Milhares de mulheres vieram antes de mim – 10/03/2025 – Natalia Beauty


Se eu voltasse no tempo, encontraria minha mãe. E antes dela, minha avó. E antes dela, minha bisavó. Se continuasse voltando até o início da humanidade, encontraria milhares de mulheres na minha árvore genealógica que vieram antes de mim. Minhas ancestrais. Mulheres que viveram, amaram, sofreram e resistiram para que eu pudesse estar aqui. Cada uma delas carregava em si um fragmento dessa história. Cada uma lutou como pôde. E juntas, sem perceber, criaram algo que nenhuma teria conseguido sozinha: eu.

Minha mãe cresceu acreditando que o destino de uma mulher era casar e servir. Não porque alguém a obrigou, mas porque essa era a única possibilidade que ela conhecia. Ser esposa, ser mãe, ser devota à casa e à família. Não havia opção. Era simplesmente o que se esperava de uma mulher. Ela viu o mundo mudar e percebeu que talvez houvesse outro caminho, mas não teve muitas oportunidades. Então, fez o que pôde para que eu pudesse ser diferente.

Eu cresci ouvindo um discurso oposto. Me disseram que sucesso era fazer carreira. Que uma mulher independente não precisa de ninguém. Que liberdade era sobre poder pagar minhas próprias contas. O mundo parecia mais moderno, mas o peso continuava ali. Minha mãe carregava o fardo do lar e da dependência. Eu carregava o fardo da produtividade e da independência. No fim, ainda éramos medidas pelo quanto dávamos, pelo quanto resistíamos, pelo quanto suportávamos. Apenas mudaram as correntes.

A história feminina é uma sucessão de lutas invisíveis. Minhas ancestrais enfrentaram violência, desigualdade, silenciamento. Para que hoje eu pudesse votar, estudar, decidir por mim mesma. Mas a luta está longe de terminar. As mulheres ainda são assassinadas diariamente apenas por serem mulheres. Ainda recebem menos que os homens pelos mesmos cargos. Ainda acumulam a maior parte do trabalho doméstico e do cuidado com os filhos. Ainda precisam lutar para serem ouvidas na política, nos negócios, na sociedade.

Se milhares de mulheres vieram antes de mim, o que eu faço com isso?

Minha resposta foi clara: criei a Beauty University porque acredito que a independência financeira é a primeira e mais importante liberdade que uma mulher pode conquistar. Quando uma mulher pode se sustentar, pode escolher seu próprio caminho. Pode sair de um relacionamento abusivo sem medo de passar fome. Pode sonhar maior. Pode decidir o que quer sem precisar da permissão de ninguém.

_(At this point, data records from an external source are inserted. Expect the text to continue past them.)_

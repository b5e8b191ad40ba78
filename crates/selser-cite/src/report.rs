/*
 * report.rs
 * Copyright (c) 2025 Posit, PBC
 *
 * Document-level citation problems and how they are recorded.
 */

//! Citation problems found while transforming a document.
//!
//! None of these stop the transformation. Each one is written into the
//! `data-mw.errors` list of the node it concerns (which also gains the
//! `mw:Error` typeof) and pushed to the document's diagnostic sink.

use selser_dom::{DataMwError, Document, NodeId};
use selser_error_reporting::{DiagnosticKind, DiagnosticMessage, DiagnosticMessageBuilder};
use selser_source_map::OffsetSpan;

/// The kinds of citation problem.
#[derive(Debug, Clone, Copy, PartialEq, Eq, Hash)]
pub enum RefErrorKind {
    /// Both `name` and `follow` were given.
    TooManyKeys,
    /// A definition inside a reference list has no name.
    ReferencesNoKey,
    /// A self-closed citation has no name.
    RefNoKey,
    /// A citation has neither a name nor content.
    RefNoInput,
    /// A definition inside a reference list has no content.
    EmptyReferencesDefine,
    /// A definition inside a reference list names an unused key.
    ReferencesMissingKey,
    /// A follow citation names an entry that does not exist yet.
    MissingFollowTarget,
    /// A name was reused with different content.
    DuplicateKey,
    /// A definition inside a list names a group other than the list's.
    GroupMismatch,
    /// A named entry never received content.
    NoText,
    /// Citations in a named group had no list of their own.
    GroupWithoutReferences,
    /// The name consists only of digits.
    NumericKey,
    /// `dir` is neither `ltr` nor `rtl`.
    InvalidDir,
    /// A reference list was given an unknown parameter.
    InvalidParameters,
}

impl RefErrorKind {
    /// The message key written into `data-mw.errors`.
    pub fn key(self) -> &'static str {
        match self {
            RefErrorKind::TooManyKeys => "cite_error_ref_too_many_keys",
            RefErrorKind::ReferencesNoKey => "cite_error_references_no_key",
            RefErrorKind::RefNoKey => "cite_error_ref_no_key",
            RefErrorKind::RefNoInput => "cite_error_ref_no_input",
            RefErrorKind::EmptyReferencesDefine => "cite_error_empty_references_define",
            // Follow targets share the missing-key message
            RefErrorKind::ReferencesMissingKey | RefErrorKind::MissingFollowTarget => {
                "cite_error_references_missing_key"
            }
            RefErrorKind::DuplicateKey => "cite_error_references_duplicate_key",
            RefErrorKind::GroupMismatch => "cite_error_references_group_mismatch",
            RefErrorKind::NoText => "cite_error_references_no_text",
            RefErrorKind::GroupWithoutReferences => "cite_error_group_refs_without_references",
            RefErrorKind::NumericKey => "cite_error_ref_numeric_key",
            RefErrorKind::InvalidDir => "cite_error_ref_invalid_dir",
            RefErrorKind::InvalidParameters => "cite_error_references_invalid_parameters",
        }
    }

    /// The error catalog code.
    pub fn code(self) -> &'static str {
        match self {
            RefErrorKind::TooManyKeys => "C-1-1",
            RefErrorKind::ReferencesNoKey => "C-1-2",
            RefErrorKind::RefNoKey => "C-1-3",
            RefErrorKind::RefNoInput => "C-1-4",
            RefErrorKind::EmptyReferencesDefine => "C-1-5",
            RefErrorKind::ReferencesMissingKey => "C-2-1",
            RefErrorKind::MissingFollowTarget => "C-2-2",
            RefErrorKind::DuplicateKey => "C-2-3",
            RefErrorKind::GroupMismatch => "C-2-4",
            RefErrorKind::NoText => "C-2-5",
            RefErrorKind::GroupWithoutReferences => "C-2-6",
            RefErrorKind::NumericKey => "C-3-1",
            RefErrorKind::InvalidDir => "C-3-2",
            RefErrorKind::InvalidParameters => "C-3-3",
        }
    }

    pub fn severity(self) -> DiagnosticKind {
        match self {
            RefErrorKind::NumericKey
            | RefErrorKind::InvalidDir
            | RefErrorKind::InvalidParameters => DiagnosticKind::Warning,
            _ => DiagnosticKind::Error,
        }
    }
}

/// One citation problem with its message parameters.
#[derive(Debug, Clone, PartialEq, Eq)]
pub struct RefError {
    pub kind: RefErrorKind,
    pub params: Vec<String>,
}

impl RefError {
    pub fn new(kind: RefErrorKind) -> Self {
        Self {
            kind,
            params: Vec::new(),
        }
    }

    pub fn with_param(mut self, param: impl Into<String>) -> Self {
        self.params.push(param.into());
        self
    }

    pub fn to_data_mw_error(&self) -> DataMwError {
        DataMwError {
            key: self.kind.key().to_string(),
            params: self.params.clone(),
        }
    }

    pub fn to_diagnostic(&self, location: Option<OffsetSpan>) -> DiagnosticMessage {
        let mut builder = DiagnosticMessageBuilder::from_catalog(self.kind.severity(), self.kind.code())
            .with_optional_location(location);
        for param in &self.params {
            builder = builder.add_info(format!("`{}`", param));
        }
        builder.build()
    }
}

/// Record `errs` on `node`: mark it `mw:Error` and append to its
/// `data-mw.errors`.
pub fn add_errors_to_node(doc: &mut Document, node: NodeId, errs: &[RefError]) {
    if errs.is_empty() {
        return;
    }
    doc.add_type_of(node, "mw:Error");
    let dmw = doc.data_mw_mut(node);
    dmw.errors.extend(errs.iter().map(RefError::to_data_mw_error));
}

/// Push one diagnostic per error to the document's sink.
pub(crate) fn report(doc: &mut Document, errs: &[RefError], location: Option<OffsetSpan>) {
    for err in errs {
        tracing::debug!(key = err.kind.key(), params = ?err.params, "citation problem");
        doc.diagnostics_mut()
            .add_diagnostic(err.to_diagnostic(location));
    }
}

Já formei mais de 20 mil mulheres. Mas isso não é o suficiente. Então, levo essa missão para dentro das penitenciárias femininas, porque sei que a sociedade não dá segundas chances para mulheres que erram. Lá dentro, capacito mulheres em ressocialização para que, quando saírem, tenham uma profissão e uma nova chance.

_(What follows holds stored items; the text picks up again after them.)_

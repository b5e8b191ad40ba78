//! The arena document and its tree API.

use crate::context::DiagnosticSink;
use crate::data::{DataMw, DataParsoid};
use crate::error::Result;
use crate::fragments::ContentStore;
use crate::node::{ElementData, Node, NodeData, NodeId};
use selser_source_map::OffsetType;

/// Default cap on nested embedded content and nested markers.
pub const DEFAULT_MAX_NESTING_DEPTH: usize = 40;

/// A document tree.
///
/// All nodes live in one arena owned by the document and are addressed by
/// [`NodeId`]. Detached nodes stay in the arena until the document is
/// dropped, so a handle never dangles.
///
/// Nothing is reclaimed before then: every parse of embedded HTML (by the
/// citation passes or by offset remapping) adds its nodes and a copy of its
/// input. Memory therefore grows with the number of passes run over one
/// document. Use a fresh `Document` per page rather than keeping one alive
/// across many remaps.
///
/// The document also owns the content-fragment store, the page source the
/// offset spans refer to, and the diagnostic sink for the transformation.
#[derive(Debug, Clone)]
pub struct Document {
    nodes: Vec<Node>,
    root: NodeId,
    pub(crate) inputs: Vec<String>,
    fragments: ContentStore,
    next_about: usize,
    source: Option<String>,
    offset_type: OffsetType,
    max_nesting_depth: usize,
    diagnostics: DiagnosticSink,
}

impl Default for Document {
    fn default() -> Self {
        Self::new()
    }
}
//! Diagnostic collection for one document transformation.

use selser_error_reporting::{DiagnosticKind, DiagnosticMessage};

/// Collects diagnostics produced while a document is transformed.
///
/// Document-level problems never abort a pass. They are pushed here and
/// retrieved by the caller once the passes are done.
#[derive(Debug, Default, Clone)]
pub struct DiagnosticSink {
    diagnostics: Vec<DiagnosticMessage>,
}

impl DiagnosticSink {
    pub fn new() -> Self {
        Self {
            diagnostics: Vec::new(),
        }
    }

    /// Add a diagnostic message.
    pub fn add_diagnostic(&mut self, diagnostic: DiagnosticMessage) {
        self.diagnostics.push(diagnostic);
    }

    /// Check if any diagnostics have been collected.
    pub fn has_diagnostics(&self) -> bool {
        !self.diagnostics.is_empty()
    }

    /// Get all collected diagnostics.
    pub fn diagnostics(&self) -> &[DiagnosticMessage] {
        &self.diagnostics
    }

    /// Take all collected diagnostics, leaving the sink empty.
    pub fn take_diagnostics(&mut self) -> Vec<DiagnosticMessage> {
        std::mem::take(&mut self.diagnostics)
    }

    /// Check if any errors (not warnings) have been collected.
    pub fn has_errors(&self) -> bool {
        self.diagnostics
            .iter()
            .any(|d| d.kind == DiagnosticKind::Error)
    }
}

Também levo essa transformação para a Casa da Mulher Brasileira, onde vítimas de violência tentam reconstruir suas vidas. E para a Fundação Casa, onde meninas que cometeram erros precoces podem ressignificar suas histórias antes que o mundo as condene para sempre.

Liberdade nunca foi um presente. Minhas ancestrais não eram livres. Mas fizeram o que podiam. Lutaram com as armas que tinham. Sofreram caladas para que eu pudesse falar. Foram silenciadas para que eu tivesse voz.

Agora sou o ponto mais alto dessa jornada. E a pergunta que me faço todos os dias é: como honrar as mulheres que vieram antes de mim?

Não vou desperdiçar as oportunidades que minhas avós sequer puderam sonhar. Não vou aceitar as desigualdades como algo normal. Não vou ensinar minha filha a repetir os mesmos ciclos.

Se milhares de mulheres sofredoras vieram antes de mim, devo a elas uma coisa: honrar o caminho que abriram e continuar abrindo caminho para as que ainda virão.

Que as nossas filhas, netas e bisnetas possam viver em um mundo onde o Dia Internacional da Mulher seja apenas uma celebração, e não um lembrete do quanto ainda precisamos lutar.